Aún cabría añadir otras huelgas de consumo como respuesta a la falta de ética en la publicidad. Por ejemplo: boicot cuando la publicidad apele a nuestros más bajos instintos o, al revés, evoque los más altos valores para inducirnos a consumos vulgares (no quiero dejar de aludir al comentario irónico aparecido en El Periódico el pasado 3 de abril, a propósito de una propaganda sobre “Barcelona World”: “¡creí que se trataba de la Fundación Vicente Ferrer!”…). Boicot cuando nos engañen en los precios o nos digan sólo “precios increíbles”, pero sin concretar nada más, como si se tratara de la confesión de Jordi Pujol. Boicot cuando una publicidad se disfrace taimadamente de noticia o de diálogo con el informador… En esos casos y otros similares, la reacción ciudadana debería ser anotar aquel producto para dejar de comprarlo.

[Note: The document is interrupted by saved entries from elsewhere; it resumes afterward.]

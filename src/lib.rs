//! # tempsweep
//!
//! Numbered temporary files with deferred, best-effort batch cleanup.
//!
//! ## Features
//!
//! - Unique path allocation by probing `prefix001suffix` .. `prefix9999suffix`
//! - File creation at the first free path
//! - A mutex-guarded registry of paths to delete later
//! - One-shot cleanup that never fails
//! - Optional `log` integration and `parking_lot` locking
//!
//! ## Quick Start
//!
//! ```rust,no_run
//! use tempsweep::{create, TempRegistry};
//!
//! let registry = TempRegistry::new();
//!
//! let file = create("/tmp/x", "profile", ".pb")?;   // /tmp/x/profile001.pb
//! registry.defer_delete(file.path());
//! drop(file);
//!
//! // End of run
//! registry.cleanup();
//! # Ok::<(), tempsweep::TempFileError>(())
//! ```
//!
//! Probing and creation are not atomic with respect to each other, and
//! nothing coordinates between processes.

pub mod api;
pub mod diagnostics;

mod sync;

// Re-export public API at crate root for convenience
pub use api::config::{TempConfig, DIR_ENV_VAR};
pub use api::create::{create, create_with, NamedFile};
pub use api::error::{Result, TempFileError};
pub use api::global::{cleanup, defer_delete, global_registry};
pub use api::naming::NamingScheme;
pub use api::path::{allocate, allocate_with};
pub use api::registry::TempRegistry;
pub use api::scope::{CleanupGuard, CleanupScope};
pub use api::space::TempSpace;
pub use api::stats::RegistryStats;

// Diagnostics
pub use diagnostics::{Diagnostic, DiagnosticKind};
pub use diagnostics::{suppress_diagnostics, TS001, TS002, TS003, TS004};
//! Diagnostics for conditions the library absorbs instead of returning.
//!
//! Cleanup never fails and probing treats every stat error as "available",
//! so the only way these conditions become visible is through a diagnostic.
//!
//! ## Diagnostic Codes
//!
//! | Code  | Meaning                                      |
//! |-------|----------------------------------------------|
//! | TS001 | Naming pattern exhausted                     |
//! | TS002 | Deferred removal failed during cleanup       |
//! | TS003 | Probe error other than not-found             |
//! | TS004 | Pending-deletion lock poisoned and recovered |
//!
//! ## Backends
//!
//! - `log` feature: routed through the `log` crate
//! - otherwise, debug builds: written to stderr
//! - otherwise, release builds: stderr with the `diagnostics` feature, silent without

pub mod emit;
pub mod kind;

pub use emit::{emit, emit_with_context, is_suppressed, suppress_diagnostics};
pub use kind::{Diagnostic, DiagnosticKind};
pub use kind::{TS001, TS002, TS003, TS004};

pub(crate) use emit::trace_event;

Es ya viejo el refrán: “donde no hay publicidad resplandece la verdad”, que no deberíamos olvidar sino más bien completar con este otro: “donde hay publicidad, decrece la calidad”. Incluso debemos soñar con que, igual que hemos conseguido que los productos que nos venden lleven una lista de sus ingredientes, consigamos un día que informen verazmente sobre el salario y las condiciones laborales de los trabajadores que los producen. Aquí sí que valdría aquello de “yes we can” si en ese “we” nos decidimos a entrar todos o casi todos nosotros.
Esas huelgas solidarias de consumo pueden llegar a tener un rendimiento muy superior al pequeño sacrificio que nos exijan. El lema de la semana contra el hambre en el pasado octubre (“una sola familia humana: alimentos para todos”) no será posible sin esas huelgas: porque semejante lema no cabe en la lógica de nuestro sistema (ni siquiera en esa formulación mínima que, al hablar de alimentos, prescinde de las diferencias cualitativas entre ellos, sin importarle que unos coman el pan solo y otros lo coman con jamón ibérico o con queso francés o embutido catalán)…

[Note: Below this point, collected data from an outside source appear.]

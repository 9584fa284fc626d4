//! Diagnostic emission backend.
//!
//! Routes diagnostics to the `log` crate when the `log` feature is on.
//! Otherwise they go to stderr in debug builds, and in release builds with
//! the `diagnostics` feature. Release builds with neither are silent.

use std::sync::atomic::{AtomicBool, Ordering};

use super::kind::Diagnostic;
#[cfg(any(feature = "log", debug_assertions, feature = "diagnostics"))]
use super::kind::DiagnosticKind;

/// Global flag to suppress diagnostic output (for testing).
static DIAGNOSTICS_SUPPRESSED: AtomicBool = AtomicBool::new(false);

/// Whether diagnostics are written to stderr in this build.
pub const fn stderr_enabled() -> bool {
    cfg!(all(
        any(debug_assertions, feature = "diagnostics"),
        not(feature = "log")
    ))
}

/// Suppress all diagnostic output.
pub fn suppress_diagnostics(suppress: bool) {
    DIAGNOSTICS_SUPPRESSED.store(suppress, Ordering::Relaxed);
}

/// Check if diagnostics are suppressed.
pub fn is_suppressed() -> bool {
    DIAGNOSTICS_SUPPRESSED.load(Ordering::Relaxed)
}

/// Emit a diagnostic.
pub fn emit(diag: &Diagnostic) {
    if is_suppressed() {
        return;
    }

    #[cfg(feature = "log")]
    emit_to_log(diag, None);

    #[cfg(all(any(debug_assertions, feature = "diagnostics"), not(feature = "log")))]
    emit_to_stderr(diag, None);

    #[cfg(not(any(feature = "log", debug_assertions, feature = "diagnostics")))]
    let _ = diag;
}

/// Emit a diagnostic with additional runtime context (usually a path and
/// the underlying error).
pub fn emit_with_context(diag: &Diagnostic, context: &str) {
    if is_suppressed() {
        return;
    }

    #[cfg(feature = "log")]
    emit_to_log(diag, Some(context));

    #[cfg(all(any(debug_assertions, feature = "diagnostics"), not(feature = "log")))]
    emit_to_stderr(diag, Some(context));

    #[cfg(not(any(feature = "log", debug_assertions, feature = "diagnostics")))]
    let _ = (diag, context);
}

#[cfg(feature = "log")]
fn emit_to_log(diag: &Diagnostic, context: Option<&str>) {
    let level = match diag.kind {
        DiagnosticKind::Error => log::Level::Error,
        DiagnosticKind::Warning => log::Level::Warn,
        DiagnosticKind::Note => log::Level::Info,
    };

    match context {
        Some(ctx) => log::log!(level, "[{}] {} ({})", diag.code, diag.message, ctx),
        None => log::log!(level, "[{}] {}", diag.code, diag.message),
    }

    if let Some(note) = diag.note {
        log::debug!("  note: {}", note);
    }
    if let Some(help) = diag.help {
        log::debug!("  help: {}", help);
    }
}

#[cfg(all(any(debug_assertions, feature = "diagnostics"), not(feature = "log")))]
fn emit_to_stderr(diag: &Diagnostic, context: Option<&str>) {
    use std::io::Write;

    let mut stderr = std::io::stderr().lock();

    let _ = writeln!(stderr, "{}", diag);

    if let Some(ctx) = context {
        let _ = writeln!(stderr, "  context: {}", ctx);
    }
    if let Some(note) = diag.note {
        let _ = writeln!(stderr, "  note: {}", note);
    }
    if let Some(help) = diag.help {
        if diag.kind == DiagnosticKind::Error {
            let _ = writeln!(stderr, "  help: {}", help);
        }
    }
}

/// Trace-level event for the normal operation path.
///
/// Compiles to nothing without the `log` feature.
macro_rules! trace_event {
    ($($arg:tt)+) => {{
        #[cfg(feature = "log")]
        {
            log::trace!(target: "tempsweep", $($arg)+);
        }
    }};
}

pub(crate) use trace_event;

Pero esas huelgas no surgirán espontáneamente: requerirán tiempo, información y hasta algún trabajo desinteresado de coordinación. Han ido cuajando a otros niveles (como la recogida de firmas por internet). Y si cuajasen aquí ayudarían a convencernos del enorme poder que tenemos si vamos todos juntos: aquí sí que valdría aquello de “el pueblo unido jamás será vencido”.
Y además nos harían sentirnos mejor: porque hoy que tanto se habla de la felicidad, habría que añadir que el camino hacia ella no es el del consumo innecesario, que sólo aporta un bienestar animal momentáneo, sino el camino de sentirnos de veras personas.